Cysts recurring after surgery or cysts that do not demonstrate regression after chemotherapy may be treated with percutaneous drainage. The procedure is highly effective in intact univescular and multivesicular cysts with few large daughter cysts [10]. Although Ustünsöz et al. [11] reported that they had used the PAIR technique during the second trimester and obtained good results, the effectiveness of this technique during gestation is not yet well established through clinical experience. Moreover, percutaneous interventions are promising, though they are difficult to apply due to the enlargement of the uterus during pregnancy. We did not apply this technique to our patients, because the cysts in both patients were type-III cysts, and the PAIR technique cannot be done in superficial or pedinculated cysts, small volume cysts, and cysts with multiple small daughter cysts [10, 12, 13].

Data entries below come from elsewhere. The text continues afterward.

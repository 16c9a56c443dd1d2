//! Mood analytics endpoints.

use axum::extract::{Path, State};
use axum::Json;
use chrono::Utc;

use crate::analytics::MoodTrends;
use crate::error::AppError;

use super::AppState;

/// Trailing-window mood histograms for a user's chart. A user with no
/// recorded events gets three empty histograms.
///
/// GET /api/v1/users/:user_id/mood-data
pub async fn mood_data(
    State(state): State<AppState>,
    Path(user_id): Path<String>,
) -> Result<Json<MoodTrends>, AppError> {
    let events = state.store.read_all(&user_id).await?;
    let trends = state.aggregator.aggregate(&events, Utc::now());
    Ok(Json(trends))
}
//! Integration tests for API endpoints.
//!
//! These tests drive the full router against an in-memory event store, from
//! the first answer through completion and chart aggregation.

use axum_test::TestServer;
use serde_json::{json, Value};

use melomood::config::AppConfig;
use melomood::server::{create_router, AppState, BoxedStore};
use melomood::storage::MemoryEventStore;

/// Create a test server backed by an in-memory event store
fn create_test_server() -> TestServer {
    let config = AppConfig::default();
    let store: BoxedStore = Box::new(MemoryEventStore::new());
    let state = AppState::new(config, store);
    let app = create_router(state);
    TestServer::new(app).unwrap()
}

/// Submit one answer for a user and return the session state
async fn submit(server: &TestServer, user: &str, answer: &str) -> Value {
    let response = server
        .post(&format!("/api/v1/users/{user}/quiz/answer"))
        .json(&json!({ "answer": answer }))
        .await;
    response.assert_status_ok();
    response.json::<Value>()
}

async fn mood_data(server: &TestServer, user: &str) -> Value {
    let response = server.get(&format!("/api/v1/users/{user}/mood-data")).await;
    response.assert_status_ok();
    response.json::<Value>()
}

#[tokio::test]
async fn test_health_endpoint() {
    let server = create_test_server();

    let response = server.get("/api/v1/health").await;

    response.assert_status_ok();
    let body = response.json::<Value>();
    assert_eq!(body["status"], "healthy");
    assert!(body["version"].is_string());
}

#[tokio::test]
async fn test_config_endpoint() {
    let server = create_test_server();

    let response = server.get("/api/v1/config").await;

    response.assert_status_ok();
    let body = response.json::<Value>();
    assert_eq!(body["quiz"]["question_count"], 15);
    assert_eq!(body["server"]["port"], 5000);
}

#[tokio::test]
async fn test_questions_endpoint() {
    let server = create_test_server();

    let response = server.get("/api/v1/quiz/questions").await;

    response.assert_status_ok();
    let body = response.json::<Value>();
    assert_eq!(body["count"], 15);

    let questions = body["questions"].as_array().unwrap();
    assert_eq!(questions[0]["id"], "physical");
    assert_eq!(questions[7]["id"], "stress");
    assert_eq!(questions[7]["options"].as_array().unwrap().len(), 10);
    assert_eq!(questions[14]["id"], "gratitude");
}

#[tokio::test]
async fn test_moods_endpoint() {
    let server = create_test_server();

    let response = server.get("/api/v1/moods").await;

    response.assert_status_ok();
    let body = response.json::<Value>();
    assert_eq!(body["count"], 7);

    let moods = body["moods"].as_array().unwrap();
    assert_eq!(moods[0]["mood"], "excited");
    assert_eq!(moods[6]["mood"], "hopeless");
    assert!(moods[0]["playlist_url"]
        .as_str()
        .unwrap()
        .starts_with("https://"));
}

#[tokio::test]
async fn test_fresh_session_state() {
    let server = create_test_server();

    let response = server.get("/api/v1/users/ada@example.com/quiz").await;

    response.assert_status_ok();
    let body = response.json::<Value>();
    assert_eq!(body["cursor"], 0);
    assert_eq!(body["total"], 15);
    assert_eq!(body["completed"], false);
    assert_eq!(body["question"]["id"], "physical");
    assert!(body.get("result").is_none());
}

#[tokio::test]
async fn test_full_quiz_walk_records_mood() {
    let server = create_test_server();
    let user = "ada@example.com";

    let mut state = Value::Null;
    for i in 0..15 {
        state = submit(&server, user, "Energetic").await;
        if i < 14 {
            assert_eq!(state["cursor"], i + 1);
            assert_eq!(state["completed"], false);
        }
    }

    assert_eq!(state["completed"], true);
    assert_eq!(state["cursor"], 15);
    assert_eq!(state["result"]["mood"], "excited");
    assert_eq!(state["result"]["score"], 30);
    assert_eq!(state["result"]["meme"], "/static/excited.svg");

    let trends = mood_data(&server, user).await;
    assert_eq!(trends["weekly"]["excited"], 1);
    assert_eq!(trends["monthly"]["excited"], 1);
    assert_eq!(trends["yearly"]["excited"], 1);
}

#[tokio::test]
async fn test_double_submit_after_completion_is_a_noop() {
    let server = create_test_server();
    let user = "u";

    for _ in 0..15 {
        submit(&server, user, "Energetic").await;
    }

    // Submitting again must not change the result or log a second event.
    let state = submit(&server, user, "Heartbroken").await;
    assert_eq!(state["completed"], true);
    assert_eq!(state["result"]["score"], 30);
    assert_eq!(state["result"]["mood"], "excited");

    let trends = mood_data(&server, user).await;
    assert_eq!(trends["weekly"]["excited"], 1);
    assert!(trends["weekly"].get("anxious").is_none());
}

#[tokio::test]
async fn test_unknown_answers_are_accepted() {
    let server = create_test_server();

    let state = submit(&server, "u", "definitely not an option").await;
    assert_eq!(state["cursor"], 1);
    assert_eq!(state["completed"], false);

    // A missing answer field scores zero rather than failing.
    let response = server
        .post("/api/v1/users/u/quiz/answer")
        .json(&json!({}))
        .await;
    response.assert_status_ok();
    assert_eq!(response.json::<Value>()["cursor"], 2);
}

#[tokio::test]
async fn test_reset_starts_fresh_but_keeps_history() {
    let server = create_test_server();
    let user = "u";

    for _ in 0..15 {
        submit(&server, user, "Energetic").await;
    }

    let response = server
        .post(&format!("/api/v1/users/{user}/quiz/reset"))
        .await;
    response.assert_status_ok();
    assert_eq!(response.json::<Value>()["reset"], true);

    let state = server
        .get(&format!("/api/v1/users/{user}/quiz"))
        .await
        .json::<Value>();
    assert_eq!(state["cursor"], 0);
    assert_eq!(state["completed"], false);

    // The recorded event survives the reset.
    let trends = mood_data(&server, user).await;
    assert_eq!(trends["weekly"]["excited"], 1);
}

#[tokio::test]
async fn test_second_attempt_accumulates_events() {
    let server = create_test_server();
    let user = "u";

    for _ in 0..15 {
        submit(&server, user, "Energetic").await;
    }
    server
        .post(&format!("/api/v1/users/{user}/quiz/reset"))
        .await
        .assert_status_ok();
    for _ in 0..15 {
        submit(&server, user, "Heartbroken").await;
    }

    let trends = mood_data(&server, user).await;
    assert_eq!(trends["weekly"]["excited"], 1);
    assert_eq!(trends["weekly"]["hopeless"], 1);
}

#[tokio::test]
async fn test_mood_data_for_unknown_user_is_empty() {
    let server = create_test_server();

    let trends = mood_data(&server, "nobody@example.com").await;
    assert_eq!(trends["weekly"], json!({}));
    assert_eq!(trends["monthly"], json!({}));
    assert_eq!(trends["yearly"], json!({}));
}

#[tokio::test]
async fn test_users_are_isolated() {
    let server = create_test_server();

    for _ in 0..15 {
        submit(&server, "u1", "Energetic").await;
    }

    let state = server.get("/api/v1/users/u2/quiz").await.json::<Value>();
    assert_eq!(state["cursor"], 0);

    let trends = mood_data(&server, "u2").await;
    assert_eq!(trends["weekly"], json!({}));
}
//! Static mood media catalog.
//!
//! Each category maps to a curated playlist and cover image that the
//! presentation layer shows once a quiz completes. Lookups that miss the
//! catalog fall back to a default playlist rather than failing.

use super::MoodCategory;

/// A mood's display name and associated media.
#[derive(Debug, Clone)]
pub struct MoodMedia {
    /// Category this entry belongs to
    pub mood: MoodCategory,
    /// Display name
    pub name: &'static str,
    /// Curated playlist for the mood
    pub playlist_url: &'static str,
    /// Playlist cover image
    pub cover: &'static str,
}

/// Playlist served when a mood has no catalog entry.
pub const DEFAULT_PLAYLIST_URL: &str = "https://open.spotify.com/playlist/default";

/// Cover served when a mood has no catalog entry.
pub const DEFAULT_COVER: &str = "/static/default_cover.svg";

pub const MEDIA_EXCITED: MoodMedia = MoodMedia {
    mood: MoodCategory::Excited,
    name: "Excited",
    playlist_url: "https://open.spotify.com/playlist/37i9dQZF1DX0vHZ8elq0UK",
    cover: "/static/covers/excited.svg",
};

pub const MEDIA_HAPPY: MoodMedia = MoodMedia {
    mood: MoodCategory::Happy,
    name: "Happy",
    playlist_url: "https://open.spotify.com/playlist/37i9dQZF1DXdPec7aLTmlC",
    cover: "/static/covers/happy.svg",
};

pub const MEDIA_PEACEFUL: MoodMedia = MoodMedia {
    mood: MoodCategory::Peaceful,
    name: "Peaceful",
    playlist_url: "https://open.spotify.com/playlist/37i9dQZF1DWZqd5JICZI0u",
    cover: "/static/covers/peaceful.svg",
};

pub const MEDIA_ANXIOUS: MoodMedia = MoodMedia {
    mood: MoodCategory::Anxious,
    name: "Anxious",
    playlist_url: "https://open.spotify.com/playlist/37i9dQZF1DWXe9gFZP0gtP",
    cover: "/static/covers/anxious.svg",
};

pub const MEDIA_SAD: MoodMedia = MoodMedia {
    mood: MoodCategory::Sad,
    name: "Sad",
    playlist_url: "https://open.spotify.com/playlist/37i9dQZF1DX7qK8ma5wgG1",
    cover: "/static/covers/sad.svg",
};

pub const MEDIA_FRUSTRATED: MoodMedia = MoodMedia {
    mood: MoodCategory::Frustrated,
    name: "Frustrated",
    playlist_url: "https://open.spotify.com/playlist/37i9dQZF1DX3YSRoSdA634",
    cover: "/static/covers/frustrated.svg",
};

pub const MEDIA_HOPELESS: MoodMedia = MoodMedia {
    mood: MoodCategory::Hopeless,
    name: "Hopeless",
    playlist_url: "https://open.spotify.com/playlist/37i9dQZF1DWSqBruwoIXkA",
    cover: "/static/covers/hopeless.svg",
};

/// Full catalog, in band order.
pub const MOOD_MEDIA: &[MoodMedia] = &[
    MEDIA_EXCITED,
    MEDIA_HAPPY,
    MEDIA_PEACEFUL,
    MEDIA_ANXIOUS,
    MEDIA_SAD,
    MEDIA_FRUSTRATED,
    MEDIA_HOPELESS,
];

/// Look up the catalog entry for a mood.
pub fn media_for(mood: MoodCategory) -> Option<&'static MoodMedia> {
    MOOD_MEDIA.iter().find(|m| m.mood == mood)
}
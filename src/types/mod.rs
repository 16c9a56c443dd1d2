//! Shared types for the melomood API.
//!
//! These types are used across the application for request/response handling
//! and internal data representation.

pub mod api;

use serde::{Deserialize, Serialize};

pub use api::*;

/// Health check response
#[derive(Debug, Clone, Serialize, Deserialize)]
pub struct HealthResponse {
    pub status: HealthStatus,
    pub version: String,
    pub storage_mode: String,
    #[serde(default)]
    pub uptime_seconds: u64,
}

#[derive(Debug, Clone, Serialize, Deserialize, PartialEq, Eq)]
#[serde(rename_all = "lowercase")]
pub enum HealthStatus {
    Healthy,
    Degraded,
    Unhealthy,
}

/// Configuration response (subset of config safe to expose)
#[derive(Debug, Clone, Serialize, Deserialize)]
pub struct ConfigResponse {
    pub server: ServerInfo,
    pub storage: StorageInfo,
    pub quiz: QuizInfo,
}

#[derive(Debug, Clone, Serialize, Deserialize)]
pub struct ServerInfo {
    pub host: String,
    pub port: u16,
}

#[derive(Debug, Clone, Serialize, Deserialize)]
pub struct StorageInfo {
    pub mode: String,
    #[serde(default, skip_serializing_if = "Option::is_none")]
    pub data_dir: Option<String>,
}

#[derive(Debug, Clone, Serialize, Deserialize)]
pub struct QuizInfo {
    pub question_count: usize,
}
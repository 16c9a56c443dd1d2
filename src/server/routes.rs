//! HTTP route handlers.

use axum::extract::State;
use axum::Json;

use crate::config::StorageMode;
use crate::quiz::question_count;
use crate::types::{
    ConfigResponse, HealthResponse, HealthStatus, QuizInfo, ServerInfo, StorageInfo,
};

use super::AppState;

const VERSION: &str = env!("CARGO_PKG_VERSION");

/// Health check endpoint
///
/// GET /api/v1/health
pub async fn health(State(state): State<AppState>) -> Json<HealthResponse> {
    Json(HealthResponse {
        status: HealthStatus::Healthy,
        version: VERSION.to_string(),
        storage_mode: state.config.storage.mode.to_string(),
        uptime_seconds: state.uptime_seconds(),
    })
}

/// Configuration endpoint
///
/// GET /api/v1/config
pub async fn config(State(state): State<AppState>) -> Json<ConfigResponse> {
    let config = &state.config;

    let data_dir = match config.storage.mode {
        StorageMode::File => Some(config.storage.data_dir.display().to_string()),
        StorageMode::Memory => None,
    };

    Json(ConfigResponse {
        server: ServerInfo {
            host: config.server.host.clone(),
            port: config.server.port,
        },
        storage: StorageInfo {
            mode: config.storage.mode.to_string(),
            data_dir,
        },
        quiz: QuizInfo {
            question_count: question_count(),
        },
    })
}
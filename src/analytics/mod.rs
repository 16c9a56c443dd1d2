//! Trailing-window mood analytics.
//!
//! Aggregates a user's mood event log into three mood→count histograms over
//! trailing windows of 7, 30, and 365 days, the shape chart consumers plot
//! directly.

use std::collections::BTreeMap;

use chrono::{DateTime, Duration, Utc};
use serde::{Deserialize, Serialize};

use crate::mood::MoodCategory;
use crate::storage::MoodEvent;

/// Mood → count over one window. Serializes as a plain JSON object keyed by
/// the lowercase category names, in band order.
#[derive(Debug, Clone, Default, PartialEq, Eq, Serialize, Deserialize)]
#[serde(transparent)]
pub struct MoodHistogram(BTreeMap<MoodCategory, u64>);

impl MoodHistogram {
    pub fn new() -> Self {
        Self::default()
    }

    pub fn increment(&mut self, mood: MoodCategory) {
        *self.0.entry(mood).or_insert(0) += 1;
    }

    /// Count for one mood; absent moods count 0.
    pub fn count(&self, mood: MoodCategory) -> u64 {
        self.0.get(&mood).copied().unwrap_or(0)
    }

    /// Total events across all moods.
    pub fn total(&self) -> u64 {
        self.0.values().sum()
    }

    pub fn is_empty(&self) -> bool {
        self.0.is_empty()
    }

    pub fn iter(&self) -> impl Iterator<Item = (&MoodCategory, &u64)> {
        self.0.iter()
    }
}

/// The three chart windows, keyed by window name on the wire.
#[derive(Debug, Clone, PartialEq, Eq, Serialize, Deserialize)]
pub struct MoodTrends {
    pub weekly: MoodHistogram,
    pub monthly: MoodHistogram,
    pub yearly: MoodHistogram,
}

/// Mood aggregator with configurable trailing windows.
pub struct MoodAggregator {
    /// Trailing days for the weekly chart
    pub weekly_days: i64,
    /// Trailing days for the monthly chart
    pub monthly_days: i64,
    /// Trailing days for the yearly chart
    pub yearly_days: i64,
}

impl Default for MoodAggregator {
    fn default() -> Self {
        Self {
            weekly_days: 7,
            monthly_days: 30,
            yearly_days: 365,
        }
    }
}

impl MoodAggregator {
    /// Create an aggregator with the default 7/30/365-day windows.
    pub fn new() -> Self {
        Self::default()
    }

    /// Aggregate a user's event log as of `now`.
    ///
    /// Each window keeps events with `timestamp >= now - N days` (cutoff
    /// inclusive) and counts them per mood. `now` is an explicit argument so
    /// the computation is deterministic; callers pass one snapshot per
    /// request. An empty window yields an empty histogram.
    pub fn aggregate(&self, events: &[MoodEvent], now: DateTime<Utc>) -> MoodTrends {
        MoodTrends {
            weekly: Self::windowed(events, now, self.weekly_days),
            monthly: Self::windowed(events, now, self.monthly_days),
            yearly: Self::windowed(events, now, self.yearly_days),
        }
    }

    fn windowed(events: &[MoodEvent], now: DateTime<Utc>, days: i64) -> MoodHistogram {
        let cutoff = now - Duration::days(days);
        let mut histogram = MoodHistogram::new();
        for event in events.iter().filter(|e| e.timestamp >= cutoff) {
            histogram.increment(event.mood);
        }
        histogram
    }
}
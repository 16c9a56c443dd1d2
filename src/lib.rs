//! Melomood mood check-in quiz and analytics service.
//!
//! Runs a fixed fifteen-question mood questionnaire, scores answers into one
//! of seven mood categories, records each completed check-in as a timestamped
//! event per user, and serves trailing-window mood histograms for charting.

pub mod analytics;
pub mod config;
pub mod error;
pub mod mood;
pub mod quiz;
pub mod server;
pub mod storage;
pub mod types;

pub use analytics::{MoodAggregator, MoodHistogram, MoodTrends};
pub use config::{AppConfig, StorageMode};
pub use error::{AppError, Result};
pub use mood::{classify, MoodCategory};
pub use quiz::{AdvanceOutcome, QuizSession};
pub use storage::{MoodEvent, MoodEventStore};
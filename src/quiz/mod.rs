//! Per-user quiz session state machine.
//!
//! A [`QuizSession`] ingests one answer at a time, accumulating a mood score
//! and advancing a cursor through the fixed script. Answering the final
//! question classifies the score and makes the session terminal; the owning
//! handler records the classification as a mood event.

pub mod script;

pub use script::{question_at, question_count, weight_of, Question, QUESTIONS};

use std::collections::HashMap;

use crate::mood::{classify, MoodCategory};

/// Result of feeding one answer to a session.
#[derive(Debug, Clone, Copy, PartialEq, Eq)]
pub enum AdvanceOutcome {
    /// More questions remain; `cursor` indexes the next one.
    InProgress { cursor: usize },
    /// This answer finished the quiz. Emitted exactly once per attempt.
    Completed { score: i32, mood: MoodCategory },
    /// The session was already terminal; nothing changed.
    AlreadyComplete { score: i32, mood: MoodCategory },
}

/// State of one quiz attempt for one user.
///
/// Invariants: `cursor == answers.len()`, and `score` equals the summed
/// weights of the recorded answers.
#[derive(Debug, Clone)]
pub struct QuizSession {
    user_id: String,
    cursor: usize,
    answers: HashMap<String, String>,
    score: i32,
    result: Option<(i32, MoodCategory)>,
}

impl QuizSession {
    /// Fresh session at the first question.
    pub fn new(user_id: impl Into<String>) -> Self {
        Self {
            user_id: user_id.into(),
            cursor: 0,
            answers: HashMap::new(),
            score: 0,
            result: None,
        }
    }

    pub fn user_id(&self) -> &str {
        &self.user_id
    }

    pub fn cursor(&self) -> usize {
        self.cursor
    }

    pub fn score(&self) -> i32 {
        self.score
    }

    pub fn answers(&self) -> &HashMap<String, String> {
        &self.answers
    }

    pub fn is_complete(&self) -> bool {
        self.result.is_some()
    }

    /// Final score and mood, once the session is terminal.
    pub fn result(&self) -> Option<(i32, MoodCategory)> {
        self.result
    }

    /// The question awaiting an answer, if any.
    pub fn current_question(&self) -> Option<&'static Question> {
        if self.is_complete() {
            None
        } else {
            question_at(self.cursor)
        }
    }

    /// Record an answer for the current question and advance.
    ///
    /// Any string is accepted; labels outside the weight table score 0.
    /// Calling this on a terminal session is a no-op that reports the
    /// existing result, so a double-submitted final answer cannot corrupt
    /// state or produce a second classification.
    pub fn advance(&mut self, answer: &str) -> AdvanceOutcome {
        if let Some((score, mood)) = self.result {
            return AdvanceOutcome::AlreadyComplete { score, mood };
        }

        if let Some(question) = question_at(self.cursor) {
            self.answers
                .insert(question.id.to_string(), answer.to_string());
            self.score += weight_of(answer);
            self.cursor += 1;
        }

        if self.cursor >= question_count() {
            let mood = classify(self.score);
            self.result = Some((self.score, mood));
            AdvanceOutcome::Completed {
                score: self.score,
                mood,
            }
        } else {
            AdvanceOutcome::InProgress {
                cursor: self.cursor,
            }
        }
    }

    /// Discard all state and start a fresh attempt for the same user.
    pub fn reset(&mut self) {
        *self = QuizSession::new(std::mem::take(&mut self.user_id));
    }
}

#[cfg(test)]
mod tests {
    use super::*;

    fn complete_with(session: &mut QuizSession, answer: &str) -> AdvanceOutcome {
        let mut last = session.advance(answer);
        while matches!(last, AdvanceOutcome::InProgress { .. }) {
            last = session.advance(answer);
        }
        last
    }

    #[test]
    fn test_initial_state() {
        let session = QuizSession::new("ada@example.com");
        assert_eq!(session.cursor(), 0);
        assert_eq!(session.score(), 0);
        assert!(session.answers().is_empty());
        assert!(!session.is_complete());
        assert_eq!(session.current_question().unwrap().id, "physical");
    }

    #[test]
    fn test_score_invariant_at_every_step() {
        let answers = [
            "Energetic",
            "Chaotic",
            "Lonely",
            "Not at all",
            "Heartbroken",
            "Bored",
            "A little",
            "9",
            "Loved",
            "Average",
        ];

        let mut session = QuizSession::new("u");
        let mut expected = 0;
        for (i, answer) in answers.iter().enumerate() {
            session.advance(answer);
            expected += weight_of(answer);
            assert_eq!(session.score(), expected, "after answer {i}");
            assert_eq!(session.cursor(), i + 1);
            assert_eq!(session.answers().len(), session.cursor());
        }
    }

    #[test]
    fn test_all_positive_answers_classify_excited() {
        let mut session = QuizSession::new("u");
        let outcome = complete_with(&mut session, "Energetic");

        assert_eq!(
            outcome,
            AdvanceOutcome::Completed {
                score: 30,
                mood: MoodCategory::Excited,
            }
        );
        assert!(session.is_complete());
        assert_eq!(session.result(), Some((30, MoodCategory::Excited)));
        assert!(session.current_question().is_none());
    }

    #[test]
    fn test_score_minus_five_classifies_frustrated() {
        let mut session = QuizSession::new("u");
        session.advance("Heartbroken"); // -3
        session.advance("Lonely"); // -2
        let outcome = complete_with(&mut session, "no such option"); // 13 x 0

        assert_eq!(
            outcome,
            AdvanceOutcome::Completed {
                score: -5,
                mood: MoodCategory::Frustrated,
            }
        );
    }

    #[test]
    fn test_unknown_answers_accepted_and_scored_zero() {
        let mut session = QuizSession::new("u");
        let outcome = session.advance("complete gibberish");

        assert_eq!(outcome, AdvanceOutcome::InProgress { cursor: 1 });
        assert_eq!(session.score(), 0);
        assert_eq!(
            session.answers().get("physical").map(String::as_str),
            Some("complete gibberish")
        );
    }

    #[test]
    fn test_advance_past_completion_is_a_noop() {
        let mut session = QuizSession::new("u");
        complete_with(&mut session, "Energetic");

        let before = session.answers().clone();
        let outcome = session.advance("Heartbroken");

        assert_eq!(
            outcome,
            AdvanceOutcome::AlreadyComplete {
                score: 30,
                mood: MoodCategory::Excited,
            }
        );
        assert_eq!(session.score(), 30);
        assert_eq!(session.cursor(), question_count());
        assert_eq!(session.answers(), &before);
    }

    #[test]
    fn test_reset_returns_to_initial_state() {
        let mut session = QuizSession::new("ada@example.com");
        complete_with(&mut session, "Energetic");
        assert!(session.is_complete());

        session.reset();

        assert_eq!(session.user_id(), "ada@example.com");
        assert_eq!(session.cursor(), 0);
        assert_eq!(session.score(), 0);
        assert!(session.answers().is_empty());
        assert!(!session.is_complete());
    }

    #[test]
    fn test_answers_keyed_by_question_id() {
        let mut session = QuizSession::new("u");
        session.advance("Tired");
        session.advance("Peaceful");

        assert_eq!(
            session.answers().get("physical").map(String::as_str),
            Some("Tired")
        );
        assert_eq!(
            session.answers().get("vibe").map(String::as_str),
            Some("Peaceful")
        );
    }
}
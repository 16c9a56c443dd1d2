use config::{Config, ConfigError, Environment};
use serde::Deserialize;
use std::net::SocketAddr;
use std::path::PathBuf;

/// Application configuration loaded from environment variables.
///
/// All settings can be configured via environment variables with the
/// `MELOMOOD_` prefix. For example: `MELOMOOD_SERVER__PORT=5000`,
/// `MELOMOOD_STORAGE__MODE=memory`
#[derive(Debug, Clone, Default, Deserialize)]
pub struct AppConfig {
    /// Server configuration
    #[serde(default)]
    pub server: ServerConfig,

    /// Event storage configuration
    #[serde(default)]
    pub storage: StorageConfig,
}

#[derive(Debug, Clone, Deserialize)]
pub struct ServerConfig {
    /// Host to bind to
    #[serde(default = "default_host")]
    pub host: String,

    /// Port to listen on
    #[serde(default = "default_port")]
    pub port: u16,
}

impl Default for ServerConfig {
    fn default() -> Self {
        Self {
            host: default_host(),
            port: default_port(),
        }
    }
}

fn default_host() -> String {
    "0.0.0.0".to_string()
}

fn default_port() -> u16 {
    5000
}

/// Which mood event store backend to run
#[derive(Debug, Clone, Copy, PartialEq, Eq, Deserialize)]
#[serde(rename_all = "lowercase")]
pub enum StorageMode {
    /// In-process memory, lost on restart
    Memory,
    /// JSON-lines log file under `data_dir`
    File,
}

impl std::fmt::Display for StorageMode {
    fn fmt(&self, f: &mut std::fmt::Formatter<'_>) -> std::fmt::Result {
        match self {
            StorageMode::Memory => write!(f, "memory"),
            StorageMode::File => write!(f, "file"),
        }
    }
}

#[derive(Debug, Clone, Deserialize)]
pub struct StorageConfig {
    /// Storage backend
    #[serde(default = "default_storage_mode")]
    pub mode: StorageMode,

    /// Directory holding the event log (file mode only)
    #[serde(default = "default_data_dir")]
    pub data_dir: PathBuf,
}

impl Default for StorageConfig {
    fn default() -> Self {
        Self {
            mode: default_storage_mode(),
            data_dir: default_data_dir(),
        }
    }
}

fn default_storage_mode() -> StorageMode {
    StorageMode::File
}

fn default_data_dir() -> PathBuf {
    PathBuf::from("./data")
}

impl ServerConfig {
    /// Returns the socket address for binding the server
    pub fn socket_addr(&self) -> Result<SocketAddr, ConfigError> {
        format!("{}:{}", self.host, self.port)
            .parse()
            .map_err(|e| ConfigError::Message(format!("Invalid socket address: {e}")))
    }
}

impl AppConfig {
    /// Load configuration from environment variables.
    ///
    /// Environment variables should be prefixed with `MELOMOOD_` and use
    /// double underscores for nested values:
    /// - `MELOMOOD_SERVER__PORT` -> server.port
    /// - `MELOMOOD_STORAGE__MODE` -> storage.mode
    /// - `MELOMOOD_STORAGE__DATA_DIR` -> storage.data_dir
    pub fn load() -> Result<Self, ConfigError> {
        let config = Config::builder()
            .add_source(
                Environment::with_prefix("MELOMOOD")
                    .separator("__")
                    .try_parsing(true),
            )
            .build()?;

        config.try_deserialize()
    }
}
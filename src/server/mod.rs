//! HTTP server setup and routing.

mod analytics;
mod quiz;
mod routes;
mod sessions;

pub use sessions::{spawn_session_cleanup_task, SessionManager};

use axum::{
    routing::{get, post},
    Router,
};
use std::sync::Arc;
use std::time::Instant;
use tower_http::trace::TraceLayer;

use crate::analytics::MoodAggregator;
use crate::config::AppConfig;
use crate::storage::MoodEventStore;

/// Type alias for boxed store implementation
pub type BoxedStore = Box<dyn MoodEventStore>;

/// Shared application state passed to all handlers
#[derive(Clone)]
pub struct AppState {
    pub config: Arc<AppConfig>,
    /// Mood event log backend
    pub store: Arc<BoxedStore>,
    /// In-progress quiz sessions, one per user
    pub sessions: Arc<SessionManager>,
    pub aggregator: Arc<MoodAggregator>,
    /// Server start time for uptime calculation
    pub started_at: Instant,
}

impl AppState {
    pub fn new(config: AppConfig, store: BoxedStore) -> Self {
        Self {
            config: Arc::new(config),
            store: Arc::new(store),
            sessions: Arc::new(SessionManager::new()),
            aggregator: Arc::new(MoodAggregator::new()),
            started_at: Instant::now(),
        }
    }

    /// Get uptime in seconds
    pub fn uptime_seconds(&self) -> u64 {
        self.started_at.elapsed().as_secs()
    }
}

/// Creates the application router with all routes configured
pub fn create_router(state: AppState) -> Router {
    let api_routes = Router::new()
        .route("/health", get(routes::health))
        .route("/config", get(routes::config))
        // Quiz script and mood catalog
        .route("/quiz/questions", get(quiz::list_questions))
        .route("/moods", get(quiz::list_moods))
        // Per-user quiz session endpoints
        .route("/users/:user_id/quiz", get(quiz::session_state))
        .route("/users/:user_id/quiz/answer", post(quiz::submit_answer))
        .route("/users/:user_id/quiz/reset", post(quiz::reset_session))
        // Analytics
        .route("/users/:user_id/mood-data", get(analytics::mood_data));

    Router::new()
        .nest("/api/v1", api_routes)
        .layer(TraceLayer::new_for_http())
        .with_state(state)
}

Different conservative surgical approaches, such as simple cyst evacuation or partial pericystectomy, or radical surgeries such as regulated liver resection or cysto-pericystectomy in the treatment of liver hydatid disease have been reported [10]. Radical surgical excision, if possible, is the ideal treatment. The conservative surgical treatment, on the other hand, has risks such as dissemination, anaphylactic reactions, infection, and recurrence [14]. Information in the literature regarding surgical treatment methods for hepatic hydatic disease in pregnant patients is limited and most of this information consists of case reports [15, 16]. A definite answer to the question, “which pregnant women should receive surgical treatment?” can not be given yet. According to Monterola et al., the indications of surgical treatment in pregnant women are as follows: (1) cysts localized in the third, fourth, fifth, and sixth hepatic segments, (2) cysts localized in the remaining abdominal organs (kidneys, spleen), (3) cysts localized in the thorax (heart, lungs), (4) cysts measuring above 5 cm in diameter, regardless of the involvement site, (5) sudden rupture of the cyst, (6) cysts with biliary duct connections, (7) infected cysts or hepatothoracic cyst transit, and (8) the presence of multiple cysts [17]. The cyst was localized in the 5–6th hepatic segments in our first patient and in the 6–7th hepatic segments in the second one (Fig. 2). The cyst in the second patient was multicystic and multilobular. Additionally, surgery was chosen as treatment because both cysts were larger than 5 cm in diameter. Although a definite period in which such patients should be operated has not been established, it has been reported that the patient should be operated if the cyst is detected in the first two trimesters. Allaert et al. reported that first trimester anesthesia exposure increased the risk of spontaneous abortion and lower birth weight. Thus, any kind of surgical intervention was avoided during the first trimester of pregnancy unless a case was compliceted with cyst rupture to the peritoneal cavity and peritonitis [18]. On the other hand, it has also been reported that the surgical treatment may be postponed for 3 months in cases when the diagnosis is made in the third trimester [17]. In our two cases, both cysts were diagnosed in the second trimester.

Fig. 2
figure 2

Sonograpy of hepatic hydatid cyst at fifth and sixth segments

As a result, the treatment of hydatid disease is difficult during gestation and neither surgical nor medical treatments are completely safe. We reported in this article two pregnant patients with hepatic hydatid cysts who underwent surgical treatment without maternal and fetal complications.